GwiazdyMałgorzata Rozenek zaatakowała hodowców. "Psy trzymane w masakrycznych warunkach"

Małgorzata Rozenek zaatakowała hodowców. "Psy trzymane w masakrycznych warunkach"

Małgorzata Rozenek zaatakowała hodowców. "Psy trzymane w masakrycznych warunkach"
Źródło zdjęć: © Facebook.com | Pogotowie dla Zwierząt
Agata Porażka
01.11.2018 10:17, aktualizacja: 01.11.2018 13:10

Małgorzata Rozenek to jedna z najpopularniejszych gwiazd w Polsce. Każdy jej post w mediach społecznościowych ma tysiące reakcji i setki komentarzy. Tym razem postanowiła wykorzystać swoje zasięgi w dobrej sprawie.

"Większość z nas kocha zwierzęta i wręcz nie wyobraża sobie życia bez nich" - pisze pod zdjęciem w swoich mediach społecznościowych Rozenek. "Wielu chce mieć pięknego, rasowego pieska, dlatego też w Polsce co roku powstają pseudohodowle rasowych psów. Ich właściciele, w tych małych bezbronnych zwierzętach widzą czysty zysk! Nic więcej… Psy trzymane są w masakrycznych warunkach, pozamykane w brudnych i ciasnych klatkach, nie objęte nawet podstawową opieką weterynarza. Dlatego zanim zdecydujecie się na psa lub kota to zastanówcie się czy nie lepiej jest adoptować zwierzę ze schroniska, niż wspierać ten okrutny biznes".

Rozenek opublikowała ten wpis w odpowiedzi na decyzję Sądu Rejonowego w Mińsku Mazowieckim. 30 psów będzie musiało wrócić do hodowli, z której zostały zabrane z powodu złych warunków. W chwili obecnej znajdują się pod opieką Fundacji SOS Bokserom, ale jest to kwestia dni, gdy z powodu decyzji sądu znów znajdą się w dawnej hodowli.

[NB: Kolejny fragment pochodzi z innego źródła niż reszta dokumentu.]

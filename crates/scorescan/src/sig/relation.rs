//! Relations between inters.
//!
//! # Overview
//!
//! A [`Relation`] is either a support or an exclusion:
//!
//! - Support relations are directed from the dependent inter to its anchor:
//!   head to stem, beam to stem, flag to stem, dot to augmented note, second
//!   dot to first dot, and repeat dot to its sibling. They carry the grade of
//!   the geometric link and increase the contextual grade of both ends.
//! - Exclusions state that two inters cannot both be kept. They are
//!   symmetric, and a graph holds at most one exclusion per pair of inters.

use std::fmt;

use serde::{Deserialize, Serialize};

use scorescan_core::geometry::HorizontalSide;

/// Part of a stem a link is connected to.
#[derive(Debug, Clone, Copy, PartialEq, Eq, Hash, Serialize, Deserialize)]
#[serde(rename_all = "snake_case")]
pub enum StemPortion {
    Top,
    Middle,
    Bottom,
}

/// Part of a beam a stem is connected to.
#[derive(Debug, Clone, Copy, PartialEq, Eq, Hash, Serialize, Deserialize)]
#[serde(rename_all = "snake_case")]
pub enum BeamPortion {
    Left,
    Center,
    Right,
}

/// Why two inters exclude each other.
#[derive(Debug, Clone, Copy, PartialEq, Eq, Hash, Serialize, Deserialize)]
#[serde(rename_all = "snake_case")]
pub enum ExclusionCause {
    /// Boxes overlap
    Overlap,
    /// Inters cannot coexist structurally
    Incompatible,
}

/// A typed edge between two inters.
#[derive(Debug, Clone, Copy, PartialEq, Serialize, Deserialize)]
#[serde(tag = "kind", rename_all = "snake_case")]
pub enum Relation {
    HeadStem { head_side: HorizontalSide, grade: f64 },
    BeamStem { beam_portion: BeamPortion, grade: f64 },
    FlagStem { grade: f64 },
    Augmentation { grade: f64 },
    DoubleDot { grade: f64 },
    RepeatDotDot { grade: f64 },
    Exclusion { cause: ExclusionCause },
}

impl Relation {
    pub fn is_exclusion(&self) -> bool {
        matches!(self, Self::Exclusion { .. })
    }

    pub fn is_support(&self) -> bool {
        !self.is_exclusion()
    }

    /// Whether the relation links a head, a beam or a flag to a stem
    pub fn is_stem_connection(&self) -> bool {
        matches!(
            self,
            Self::HeadStem { .. } | Self::BeamStem { .. } | Self::FlagStem { .. }
        )
    }

    /// Grade of the geometric link, none for exclusions.
    pub fn grade(&self) -> Option<f64> {
        match *self {
            Self::HeadStem { grade, .. }
            | Self::BeamStem { grade, .. }
            | Self::FlagStem { grade }
            | Self::Augmentation { grade }
            | Self::DoubleDot { grade }
            | Self::RepeatDotDot { grade } => Some(grade),
            Self::Exclusion { .. } => None,
        }
    }

    /// Support coefficient applied to the source of the relation.
    pub fn source_coeff(&self) -> f64 {
        match self {
            Self::HeadStem { .. } => 2.0,
            Self::BeamStem { .. } => 1.0,
            Self::FlagStem { .. } => 1.5,
            Self::Augmentation { .. } => 3.0,
            Self::DoubleDot { .. } => 2.0,
            Self::RepeatDotDot { .. } => 2.0,
            Self::Exclusion { .. } => 0.0,
        }
    }

    /// Support coefficient applied to the target of the relation.
    pub fn target_coeff(&self) -> f64 {
        match self {
            Self::HeadStem { .. } => 2.0,
            Self::BeamStem { .. } => 2.0,
            Self::FlagStem { .. } => 1.0,
            Self::Augmentation { .. } => 0.5,
            Self::DoubleDot { .. } => 0.5,
            Self::RepeatDotDot { .. } => 2.0,
            Self::Exclusion { .. } => 0.0,
        }
    }

    pub fn name(&self) -> &'static str {
        match self {
            Self::HeadStem { .. } => "head_stem",
            Self::BeamStem { .. } => "beam_stem",
            Self::FlagStem { .. } => "flag_stem",
            Self::Augmentation { .. } => "augmentation",
            Self::DoubleDot { .. } => "double_dot",
            Self::RepeatDotDot { .. } => "repeat_dot_dot",
            Self::Exclusion { .. } => "exclusion",
        }
    }
}

impl fmt::Display for Relation {
    fn fmt(&self, f: &mut fmt::Formatter<'_>) -> fmt::Result {
        match self {
            Self::Exclusion { cause } => write!(f, "exclusion({cause:?})"),
            other => f.write_str(other.name()),
        }
    }
}

#[cfg(test)]
mod tests {
    use super::*;

    #[test]
    fn test_support_and_exclusion() {
        let link = Relation::FlagStem { grade: 0.7 };
        assert!(link.is_support());
        assert!(link.is_stem_connection());
        assert_eq!(link.grade(), Some(0.7));

        let exclusion = Relation::Exclusion {
            cause: ExclusionCause::Overlap,
        };
        assert!(exclusion.is_exclusion());
        assert!(!exclusion.is_stem_connection());
        assert_eq!(exclusion.grade(), None);
        assert_eq!(exclusion.source_coeff(), 0.0);
    }

    #[test]
    fn test_dot_relations_are_not_stem_connections() {
        assert!(!Relation::Augmentation { grade: 0.5 }.is_stem_connection());
        assert!(!Relation::RepeatDotDot { grade: 0.5 }.is_stem_connection());
    }

    #[test]
    fn test_json_tagging() {
        let relation = Relation::HeadStem {
            head_side: HorizontalSide::Left,
            grade: 0.5,
        };
        let json = serde_json::to_string(&relation).unwrap();
        assert_eq!(json, r#"{"kind":"head_stem","head_side":"left","grade":0.5}"#);

        let parsed: Relation =
            serde_json::from_str(r#"{"kind":"exclusion","cause":"incompatible"}"#).unwrap();
        assert_eq!(
            parsed,
            Relation::Exclusion {
                cause: ExclusionCause::Incompatible
            }
        );
    }
}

"Prawie 30 zwierząt trafi ponownie za kratki do brudu i odchodów, w których przebywały" - kontynuuje Małgorzata. I dodaje: "Zastanawiam się tylko, jakim cudem psy zabrane z takiego piekła decyzją Sądu będą musiały tam powrócić? Ciężko jest mi zrozumieć jakim cudem w XXI wieku padają takie wyroki?
Jako właścicielce trzech kochanych buldożków temat jest mi szczególnie bliski. Nie wyobrażam sobie sytuacji w której ktoś kazałby nam zwrócić Mariankę, która trafiła do nas po takiej interwencji".

Więcej informacji można znaleźć na stronie fundacji, która zajmuje się chorymi psami. Są oburzeni, że doszło do takiej sytuacji i uważają, że cała sprawa miała wydźwięk polityczny, a właściciele hodowli nie zostali skazani ze względu na znajomość z posłanką.

"Wielu lekarzy weterynarii, do których trafiły psy jakie odebraliśmy z pseudohodowli, oceniło stan tych zwierząt jako zły" - piszą na swojej oficjalnej stronie. "Zarówno stan fizyczny, jak i psychiczny. Mimo, iż sprawa była jasna i prosta, a 20 świadków potwierdziło, iż doszło do znęcania się nad zwierzętami, nawet oszustwa - prokuratura Okręgowa w Siedlcach umorzyła sprawę. Stało się tak, mimo iż najpierw chciano stawiać zarzuty za znęcanie się nad psami wobec właścicielek. Potem jednak wycofano się z tej decyzji. W międzyczasie do Prokuratury wpłynął list posłanki Krystyny Pawłowicz, która wstawiła się za właścicielką Urszulą G. twierdząc, iż psy właścicielek są zdrowe. Było to kłamstwo, ale w naszej ocenie mogło wywrzeć wpływ na prokuraturę i podjęcie decyzji. Ostatecznie pomimo, iż prokurator zaprzeczył, by pismo posłanki miało jakieś znaczenie, sprawa została umorzona".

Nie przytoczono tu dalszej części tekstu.